TASK DETAILS
Scan the records and identify every line in which the string "that" occurs, then return those lines.

Dataset entries
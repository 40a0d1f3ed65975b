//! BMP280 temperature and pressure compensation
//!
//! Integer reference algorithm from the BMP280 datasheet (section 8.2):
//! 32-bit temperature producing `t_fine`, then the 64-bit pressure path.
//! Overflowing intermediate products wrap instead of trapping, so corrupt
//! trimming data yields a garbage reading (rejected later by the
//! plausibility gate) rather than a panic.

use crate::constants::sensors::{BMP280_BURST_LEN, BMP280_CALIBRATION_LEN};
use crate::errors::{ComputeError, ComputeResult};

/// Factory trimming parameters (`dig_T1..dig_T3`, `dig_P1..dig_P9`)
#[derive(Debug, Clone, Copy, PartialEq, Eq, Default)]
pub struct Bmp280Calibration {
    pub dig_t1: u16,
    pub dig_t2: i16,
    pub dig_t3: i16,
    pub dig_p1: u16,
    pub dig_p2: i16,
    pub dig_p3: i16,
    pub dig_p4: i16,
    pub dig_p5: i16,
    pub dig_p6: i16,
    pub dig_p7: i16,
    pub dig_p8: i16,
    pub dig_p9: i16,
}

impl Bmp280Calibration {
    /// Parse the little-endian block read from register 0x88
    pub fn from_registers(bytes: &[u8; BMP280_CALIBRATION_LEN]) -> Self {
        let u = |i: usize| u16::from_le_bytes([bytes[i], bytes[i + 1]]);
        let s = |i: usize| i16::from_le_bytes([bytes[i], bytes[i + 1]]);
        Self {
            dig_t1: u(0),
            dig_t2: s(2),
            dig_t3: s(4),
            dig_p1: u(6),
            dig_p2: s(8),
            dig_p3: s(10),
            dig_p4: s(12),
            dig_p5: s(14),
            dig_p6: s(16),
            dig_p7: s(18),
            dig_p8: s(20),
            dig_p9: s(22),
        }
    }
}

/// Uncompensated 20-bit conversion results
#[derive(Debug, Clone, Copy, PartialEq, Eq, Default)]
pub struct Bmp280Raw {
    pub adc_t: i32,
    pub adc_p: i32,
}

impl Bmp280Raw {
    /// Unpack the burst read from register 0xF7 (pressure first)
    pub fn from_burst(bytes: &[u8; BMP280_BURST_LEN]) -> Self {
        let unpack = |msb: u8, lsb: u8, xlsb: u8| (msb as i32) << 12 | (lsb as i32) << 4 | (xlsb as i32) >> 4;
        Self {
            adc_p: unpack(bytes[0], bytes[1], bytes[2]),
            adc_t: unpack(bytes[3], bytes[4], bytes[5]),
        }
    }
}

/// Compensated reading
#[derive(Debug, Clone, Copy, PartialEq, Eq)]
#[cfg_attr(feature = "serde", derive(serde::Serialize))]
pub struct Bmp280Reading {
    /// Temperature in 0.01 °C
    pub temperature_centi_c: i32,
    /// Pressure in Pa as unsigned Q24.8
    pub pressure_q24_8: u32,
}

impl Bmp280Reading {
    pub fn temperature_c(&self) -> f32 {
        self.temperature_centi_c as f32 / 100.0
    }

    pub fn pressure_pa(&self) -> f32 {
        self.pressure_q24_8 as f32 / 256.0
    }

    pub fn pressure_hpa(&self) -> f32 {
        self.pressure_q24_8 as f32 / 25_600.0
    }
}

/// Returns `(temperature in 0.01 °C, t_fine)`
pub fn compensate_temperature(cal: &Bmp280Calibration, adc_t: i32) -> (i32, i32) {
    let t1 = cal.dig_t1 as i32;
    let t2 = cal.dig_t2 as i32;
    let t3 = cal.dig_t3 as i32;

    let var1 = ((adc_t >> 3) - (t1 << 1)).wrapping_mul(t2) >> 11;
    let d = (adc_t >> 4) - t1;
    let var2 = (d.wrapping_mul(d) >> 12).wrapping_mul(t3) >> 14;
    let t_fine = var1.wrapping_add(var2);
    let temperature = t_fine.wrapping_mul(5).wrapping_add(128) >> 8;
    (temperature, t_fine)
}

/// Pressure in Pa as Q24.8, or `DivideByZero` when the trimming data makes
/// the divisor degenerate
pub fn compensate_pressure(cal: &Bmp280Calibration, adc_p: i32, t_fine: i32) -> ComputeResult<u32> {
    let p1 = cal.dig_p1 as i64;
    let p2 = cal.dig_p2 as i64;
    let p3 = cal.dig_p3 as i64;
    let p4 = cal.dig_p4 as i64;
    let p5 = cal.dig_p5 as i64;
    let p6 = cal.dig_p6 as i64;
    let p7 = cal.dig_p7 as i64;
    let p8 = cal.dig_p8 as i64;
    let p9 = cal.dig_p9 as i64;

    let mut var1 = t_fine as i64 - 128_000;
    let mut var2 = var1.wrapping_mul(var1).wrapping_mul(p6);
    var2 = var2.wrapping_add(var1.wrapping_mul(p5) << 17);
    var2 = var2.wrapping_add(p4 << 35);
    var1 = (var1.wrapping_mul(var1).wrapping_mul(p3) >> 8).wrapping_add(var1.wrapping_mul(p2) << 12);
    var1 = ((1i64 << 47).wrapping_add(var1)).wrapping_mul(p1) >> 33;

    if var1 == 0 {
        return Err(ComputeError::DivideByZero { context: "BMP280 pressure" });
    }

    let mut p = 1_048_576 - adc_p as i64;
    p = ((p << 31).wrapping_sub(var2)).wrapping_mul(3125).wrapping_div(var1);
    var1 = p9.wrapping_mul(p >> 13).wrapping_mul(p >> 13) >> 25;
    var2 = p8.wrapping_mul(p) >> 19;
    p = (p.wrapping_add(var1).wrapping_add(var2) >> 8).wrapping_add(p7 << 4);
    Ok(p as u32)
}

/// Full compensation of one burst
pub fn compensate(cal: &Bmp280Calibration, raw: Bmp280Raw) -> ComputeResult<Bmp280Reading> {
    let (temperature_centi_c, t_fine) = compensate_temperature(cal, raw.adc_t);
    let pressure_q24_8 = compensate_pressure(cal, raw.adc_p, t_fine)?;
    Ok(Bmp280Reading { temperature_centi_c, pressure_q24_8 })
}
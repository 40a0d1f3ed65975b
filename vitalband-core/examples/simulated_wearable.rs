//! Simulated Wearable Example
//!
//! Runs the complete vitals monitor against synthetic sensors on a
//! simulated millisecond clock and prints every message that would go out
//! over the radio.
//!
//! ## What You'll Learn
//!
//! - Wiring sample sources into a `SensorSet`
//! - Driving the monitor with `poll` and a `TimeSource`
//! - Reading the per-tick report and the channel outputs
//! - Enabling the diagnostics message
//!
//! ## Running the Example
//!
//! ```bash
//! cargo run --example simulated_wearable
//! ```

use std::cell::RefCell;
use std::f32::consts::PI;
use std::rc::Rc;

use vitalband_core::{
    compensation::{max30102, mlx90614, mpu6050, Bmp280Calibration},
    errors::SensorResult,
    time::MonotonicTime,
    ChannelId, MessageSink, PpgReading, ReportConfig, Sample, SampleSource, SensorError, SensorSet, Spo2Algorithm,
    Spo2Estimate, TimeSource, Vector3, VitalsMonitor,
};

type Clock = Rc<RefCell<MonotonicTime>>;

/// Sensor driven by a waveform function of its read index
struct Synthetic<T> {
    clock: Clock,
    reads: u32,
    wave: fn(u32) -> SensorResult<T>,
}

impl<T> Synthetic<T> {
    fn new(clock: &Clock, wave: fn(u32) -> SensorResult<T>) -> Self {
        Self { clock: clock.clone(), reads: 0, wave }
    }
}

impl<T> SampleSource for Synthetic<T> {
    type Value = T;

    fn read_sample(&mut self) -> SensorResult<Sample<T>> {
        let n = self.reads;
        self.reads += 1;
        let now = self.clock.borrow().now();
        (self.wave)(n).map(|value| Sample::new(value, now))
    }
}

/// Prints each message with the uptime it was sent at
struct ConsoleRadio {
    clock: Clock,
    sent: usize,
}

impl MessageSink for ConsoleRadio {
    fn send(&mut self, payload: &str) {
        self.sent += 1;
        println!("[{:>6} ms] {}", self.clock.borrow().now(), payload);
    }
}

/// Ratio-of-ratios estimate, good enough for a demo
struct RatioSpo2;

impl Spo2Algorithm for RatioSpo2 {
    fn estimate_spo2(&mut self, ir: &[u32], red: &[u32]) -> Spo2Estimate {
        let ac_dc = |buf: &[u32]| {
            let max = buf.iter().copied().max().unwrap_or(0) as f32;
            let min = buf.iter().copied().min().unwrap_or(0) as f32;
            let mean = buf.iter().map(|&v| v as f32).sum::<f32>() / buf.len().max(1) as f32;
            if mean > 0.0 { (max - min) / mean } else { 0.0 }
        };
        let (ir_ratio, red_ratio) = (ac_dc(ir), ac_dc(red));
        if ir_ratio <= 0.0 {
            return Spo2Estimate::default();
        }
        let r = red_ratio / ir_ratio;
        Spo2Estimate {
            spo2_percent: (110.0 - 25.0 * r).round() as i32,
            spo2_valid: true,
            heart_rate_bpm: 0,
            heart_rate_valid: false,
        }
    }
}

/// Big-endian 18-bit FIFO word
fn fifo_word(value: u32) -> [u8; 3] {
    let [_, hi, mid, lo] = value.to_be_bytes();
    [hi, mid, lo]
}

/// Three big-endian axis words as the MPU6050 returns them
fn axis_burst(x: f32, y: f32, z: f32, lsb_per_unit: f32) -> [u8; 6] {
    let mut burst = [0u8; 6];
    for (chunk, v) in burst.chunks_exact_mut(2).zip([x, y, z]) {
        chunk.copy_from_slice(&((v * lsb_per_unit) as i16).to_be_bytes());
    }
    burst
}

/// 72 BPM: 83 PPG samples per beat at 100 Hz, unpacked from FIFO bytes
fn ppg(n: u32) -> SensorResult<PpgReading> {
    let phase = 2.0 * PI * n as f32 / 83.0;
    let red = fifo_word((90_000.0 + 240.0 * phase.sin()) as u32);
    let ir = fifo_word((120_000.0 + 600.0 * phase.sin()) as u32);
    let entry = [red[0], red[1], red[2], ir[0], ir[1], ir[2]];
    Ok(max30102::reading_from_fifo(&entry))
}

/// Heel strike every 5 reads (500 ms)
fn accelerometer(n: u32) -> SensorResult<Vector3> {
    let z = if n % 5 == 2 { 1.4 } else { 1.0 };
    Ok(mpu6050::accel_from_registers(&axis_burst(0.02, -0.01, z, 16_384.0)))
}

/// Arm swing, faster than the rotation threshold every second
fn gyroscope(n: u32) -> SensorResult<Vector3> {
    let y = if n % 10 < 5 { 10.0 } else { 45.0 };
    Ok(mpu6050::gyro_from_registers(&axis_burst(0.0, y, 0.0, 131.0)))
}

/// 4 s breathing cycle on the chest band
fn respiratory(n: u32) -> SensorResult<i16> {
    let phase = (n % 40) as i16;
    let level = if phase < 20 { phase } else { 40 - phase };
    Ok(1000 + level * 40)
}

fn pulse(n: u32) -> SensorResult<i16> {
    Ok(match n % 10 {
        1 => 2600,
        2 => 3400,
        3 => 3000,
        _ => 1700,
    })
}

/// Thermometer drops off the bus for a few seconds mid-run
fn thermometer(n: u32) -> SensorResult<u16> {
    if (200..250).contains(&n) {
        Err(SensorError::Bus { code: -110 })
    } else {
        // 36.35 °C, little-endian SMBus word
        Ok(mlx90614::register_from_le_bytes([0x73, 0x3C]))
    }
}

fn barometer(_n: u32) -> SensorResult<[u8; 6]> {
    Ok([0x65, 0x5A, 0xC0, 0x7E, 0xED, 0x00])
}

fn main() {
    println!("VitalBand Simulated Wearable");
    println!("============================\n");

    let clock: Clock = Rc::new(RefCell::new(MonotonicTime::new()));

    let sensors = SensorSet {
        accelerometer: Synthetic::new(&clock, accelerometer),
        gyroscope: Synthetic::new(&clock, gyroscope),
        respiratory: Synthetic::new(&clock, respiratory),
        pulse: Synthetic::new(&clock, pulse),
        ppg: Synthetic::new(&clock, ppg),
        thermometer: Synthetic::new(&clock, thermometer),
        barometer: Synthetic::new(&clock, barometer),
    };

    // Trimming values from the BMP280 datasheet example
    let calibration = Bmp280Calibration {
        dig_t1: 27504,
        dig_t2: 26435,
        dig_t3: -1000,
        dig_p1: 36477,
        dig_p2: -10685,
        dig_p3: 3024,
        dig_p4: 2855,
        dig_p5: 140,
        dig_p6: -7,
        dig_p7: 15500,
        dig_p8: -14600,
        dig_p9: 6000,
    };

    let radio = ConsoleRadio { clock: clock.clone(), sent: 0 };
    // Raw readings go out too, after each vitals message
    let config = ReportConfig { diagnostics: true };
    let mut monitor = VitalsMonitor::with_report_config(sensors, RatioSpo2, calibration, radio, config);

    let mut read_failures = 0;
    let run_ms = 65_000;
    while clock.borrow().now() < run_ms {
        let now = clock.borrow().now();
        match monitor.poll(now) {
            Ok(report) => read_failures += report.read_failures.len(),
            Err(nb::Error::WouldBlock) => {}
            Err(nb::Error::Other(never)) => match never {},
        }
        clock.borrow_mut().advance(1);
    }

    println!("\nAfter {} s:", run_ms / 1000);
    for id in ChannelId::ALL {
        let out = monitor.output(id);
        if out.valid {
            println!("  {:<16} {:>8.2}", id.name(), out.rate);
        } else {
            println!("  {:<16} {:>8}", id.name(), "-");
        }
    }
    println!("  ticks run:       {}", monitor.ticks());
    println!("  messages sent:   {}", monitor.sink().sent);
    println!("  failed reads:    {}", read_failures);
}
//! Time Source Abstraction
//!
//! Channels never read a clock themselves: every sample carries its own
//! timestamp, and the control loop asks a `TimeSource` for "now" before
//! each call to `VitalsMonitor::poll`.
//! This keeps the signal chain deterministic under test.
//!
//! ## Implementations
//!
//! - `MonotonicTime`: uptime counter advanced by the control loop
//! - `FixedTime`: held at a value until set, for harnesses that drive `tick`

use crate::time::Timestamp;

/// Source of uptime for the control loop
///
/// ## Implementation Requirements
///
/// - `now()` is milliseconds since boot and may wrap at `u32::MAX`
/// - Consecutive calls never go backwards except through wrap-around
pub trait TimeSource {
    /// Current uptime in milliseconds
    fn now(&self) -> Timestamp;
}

RESPONSE TO THIS TASK
//! simulated millisecond clock and prints every message that would go out
//! - `FixedTime`: held at a value until set, for harnesses that drive `tick`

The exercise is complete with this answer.